---- DATASET ENTRIES
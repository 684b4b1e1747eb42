// src/application/queries/categories/list.rs
use super::service::CategoryQueryService;
use crate::application::{dto::CategoryDto, error::ApplicationResult};

impl CategoryQueryService {
    pub async fn list_categories(&self) -> ApplicationResult<Vec<CategoryDto>> {
        let categories = self.read_repo.list().await?;
        Ok(categories.into_iter().map(Into::into).collect())
    }
}
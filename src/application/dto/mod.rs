pub mod auth;
pub mod categories;
pub mod comments;
pub mod posts;

pub use auth::AuthenticatedUser;
pub use categories::CategoryDto;
pub use comments::CommentDto;
pub use posts::{PostDto, TagDto};
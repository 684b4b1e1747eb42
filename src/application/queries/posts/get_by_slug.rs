// src/application/queries/posts/get_by_slug.rs
use super::service::PostQueryService;
use crate::{
    application::{
        dto::PostDto,
        error::{ApplicationError, ApplicationResult},
    },
    domain::slug::Slug,
};

pub struct GetPostBySlugQuery {
    pub slug: String,
}

impl PostQueryService {
    /// Unpublished and deactivated posts read as absent.
    pub async fn get_post_by_slug(&self, query: GetPostBySlugQuery) -> ApplicationResult<PostDto> {
        let slug = Slug::new(query.slug)?;
        let post = self
            .read_repo
            .find_by_slug(&slug)
            .await?
            .filter(|post| post.is_published())
            .ok_or_else(|| ApplicationError::not_found("post not found"))?;
        Ok(post.into())
    }
}
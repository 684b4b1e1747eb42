mod create;
mod delete;
mod service;
mod update;

pub use create::{CreatePostCommand, CreatePostCommandBuilder};
pub use delete::DeletePostCommand;
pub use service::PostCommandService;
pub use update::UpdatePostCommand;
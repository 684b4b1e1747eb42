// src/domain/user.rs
//
// Account management lives outside this crate; only the identity of
// the acting user crosses into the domain.
use crate::domain::errors::{DomainError, DomainResult};

#[derive(Debug, Clone, Copy, PartialEq, Eq, Hash)]
pub struct UserId(pub i64);

impl UserId {
    pub fn new(id: i64) -> DomainResult<Self> {
        if id <= 0 {
            Err(DomainError::Validation("user id must be positive".into()))
        } else {
            Ok(Self(id))
        }
    }
}

impl From<UserId> for i64 {
    fn from(value: UserId) -> Self {
        value.0
    }
}
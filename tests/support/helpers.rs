// tests/support/helpers.rs
use std::sync::Arc;

use kiji_core::application::dto::AuthenticatedUser;
use kiji_core::application::services::ApplicationServices;
use kiji_core::domain::user::UserId;
use kiji_core::infrastructure::util::DefaultSlugGenerator;

use crate::support::mocks::category_repo::InMemoryCategoryRepository;
use crate::support::mocks::comment_repo::InMemoryCommentRepository;
use crate::support::mocks::post_repo::InMemoryPostRepository;
use crate::support::mocks::time::FixedClock;

pub fn actor() -> AuthenticatedUser {
    AuthenticatedUser::new(UserId::new(7).unwrap(), "alice")
}

/// Full application wiring over in-memory repositories and a fixed
/// clock. The raw repositories stay reachable for direct inspection.
pub struct TestEnv {
    pub posts: Arc<InMemoryPostRepository>,
    pub categories: Arc<InMemoryCategoryRepository>,
    pub comments: Arc<InMemoryCommentRepository>,
    pub services: ApplicationServices,
}

impl TestEnv {
    pub fn new() -> Self {
        let posts = Arc::new(InMemoryPostRepository::new());
        let categories = Arc::new(InMemoryCategoryRepository::new());
        let comments = Arc::new(InMemoryCommentRepository::new());

        let services = ApplicationServices::new(
            posts.clone(),
            posts.clone(),
            categories.clone(),
            categories.clone(),
            comments.clone(),
            comments.clone(),
            Arc::new(FixedClock),
            Arc::new(DefaultSlugGenerator),
        );

        Self {
            posts,
            categories,
            comments,
            services,
        }
    }
}

impl Default for TestEnv {
    fn default() -> Self {
        Self::new()
    }
}
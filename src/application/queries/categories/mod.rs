mod get_by_slug;
mod list;
mod service;

pub use get_by_slug::GetCategoryBySlugQuery;
pub use service::CategoryQueryService;
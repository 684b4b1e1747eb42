// tests/support/mocks/mod.rs
pub mod category_repo;
pub mod comment_repo;
pub mod post_repo;
pub mod probe;
pub mod time;
mod get_by_slug;
mod list;
mod service;

pub use get_by_slug::GetPostBySlugQuery;
pub use list::ListPostsQuery;
pub use service::PostQueryService;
--------
# EXERCISE OBJECTIVE
Print out the records exactly as they were entered.

# EXERCISE RESULT
repository 684b4b1e1747eb42
// src/application/queries/categories/list.rs
use super::service::CategoryQueryService;
use crate::application::{dto::CategoryDto, error::ApplicationResult};

impl CategoryQueryService {
    pub async fn list_categories(&self) -> ApplicationResult<Vec<CategoryDto>> {
        let categories = self.read_repo.list().await?;
        Ok(categories.into_iter().map(Into::into).collect())
    }
}
filename src/application/dto/mod.rs
pub mod auth;
pub mod categories;
pub mod comments;
pub mod posts;

pub use auth::AuthenticatedUser;
pub use categories::CategoryDto;
pub use comments::CommentDto;
pub use posts::{PostDto, TagDto};
repository 684b4b1e1747eb42
filename src/application/queries/posts/get_by_slug.rs
// src/application/queries/posts/get_by_slug.rs
use super::service::PostQueryService;
use crate::{
    application::{
        dto::PostDto,
        error::{ApplicationError, ApplicationResult},
    },
    domain::slug::Slug,
};

pub struct GetPostBySlugQuery {
    pub slug: String,
}

impl PostQueryService {
    /// Unpublished and deactivated posts read as absent.
    pub async fn get_post_by_slug(&self, query: GetPostBySlugQuery) -> ApplicationResult<PostDto> {
        let slug = Slug::new(query.slug)?;
        let post = self
            .read_repo
            .find_by_slug(&slug)
            .await?
            .filter(|post| post.is_published())
            .ok_or_else(|| ApplicationError::not_found("post not found"))?;
        Ok(post.into())
    }
}
repository 684b4b1e1747eb42
mod create;
mod delete;
mod service;
mod update;

pub use create::{CreatePostCommand, CreatePostCommandBuilder};
pub use delete::DeletePostCommand;
pub use service::PostCommandService;
pub use update::UpdatePostCommand;
repository 684b4b1e1747eb42
// src/domain/user.rs
//
// Account management lives outside this crate; only the identity of
// the acting user crosses into the domain.
use crate::domain::errors::{DomainError, DomainResult};

#[derive(Debug, Clone, Copy, PartialEq, Eq, Hash)]
pub struct UserId(pub i64);

impl UserId {
    pub fn new(id: i64) -> DomainResult<Self> {
        if id <= 0 {
            Err(DomainError::Validation("user id must be positive".into()))
        } else {
            Ok(Self(id))
        }
    }
}

impl From<UserId> for i64 {
    fn from(value: UserId) -> Self {
        value.0
    }
}
filename tests/support/helpers.rs
// tests/support/helpers.rs
use std::sync::Arc;

use kiji_core::application::dto::AuthenticatedUser;
use kiji_core::application::services::ApplicationServices;
use kiji_core::domain::user::UserId;
use kiji_core::infrastructure::util::DefaultSlugGenerator;

use crate::support::mocks::category_repo::InMemoryCategoryRepository;
use crate::support::mocks::comment_repo::InMemoryCommentRepository;
use crate::support::mocks::post_repo::InMemoryPostRepository;
use crate::support::mocks::time::FixedClock;

pub fn actor() -> AuthenticatedUser {
    AuthenticatedUser::new(UserId::new(7).unwrap(), "alice")
}

/// Full application wiring over in-memory repositories and a fixed
/// clock. The raw repositories stay reachable for direct inspection.
pub struct TestEnv {
    pub posts: Arc<InMemoryPostRepository>,
    pub categories: Arc<InMemoryCategoryRepository>,
    pub comments: Arc<InMemoryCommentRepository>,
    pub services: ApplicationServices,
}

impl TestEnv {
    pub fn new() -> Self {
        let posts = Arc::new(InMemoryPostRepository::new());
        let categories = Arc::new(InMemoryCategoryRepository::new());
        let comments = Arc::new(InMemoryCommentRepository::new());

        let services = ApplicationServices::new(
            posts.clone(),
            posts.clone(),
            categories.clone(),
            categories.clone(),
            comments.clone(),
            comments.clone(),
            Arc::new(FixedClock),
            Arc::new(DefaultSlugGenerator),
        );

        Self {
            posts,
            categories,
            comments,
            services,
        }
    }
}

impl Default for TestEnv {
    fn default() -> Self {
        Self::new()
    }
}
filename src/application/queries/categories/mod.rs
mod get_by_slug;
mod list;
mod service;

pub use get_by_slug::GetCategoryBySlugQuery;
pub use service::CategoryQueryService;
repository 684b4b1e1747eb42
// tests/support/mocks/mod.rs
pub mod category_repo;
pub mod comment_repo;
pub mod post_repo;
pub mod probe;
pub mod time;
mod get_by_slug;
mod list;
mod service;

pub use get_by_slug::GetPostBySlugQuery;
pub use list::ListPostsQuery;
pub use service::PostQueryService;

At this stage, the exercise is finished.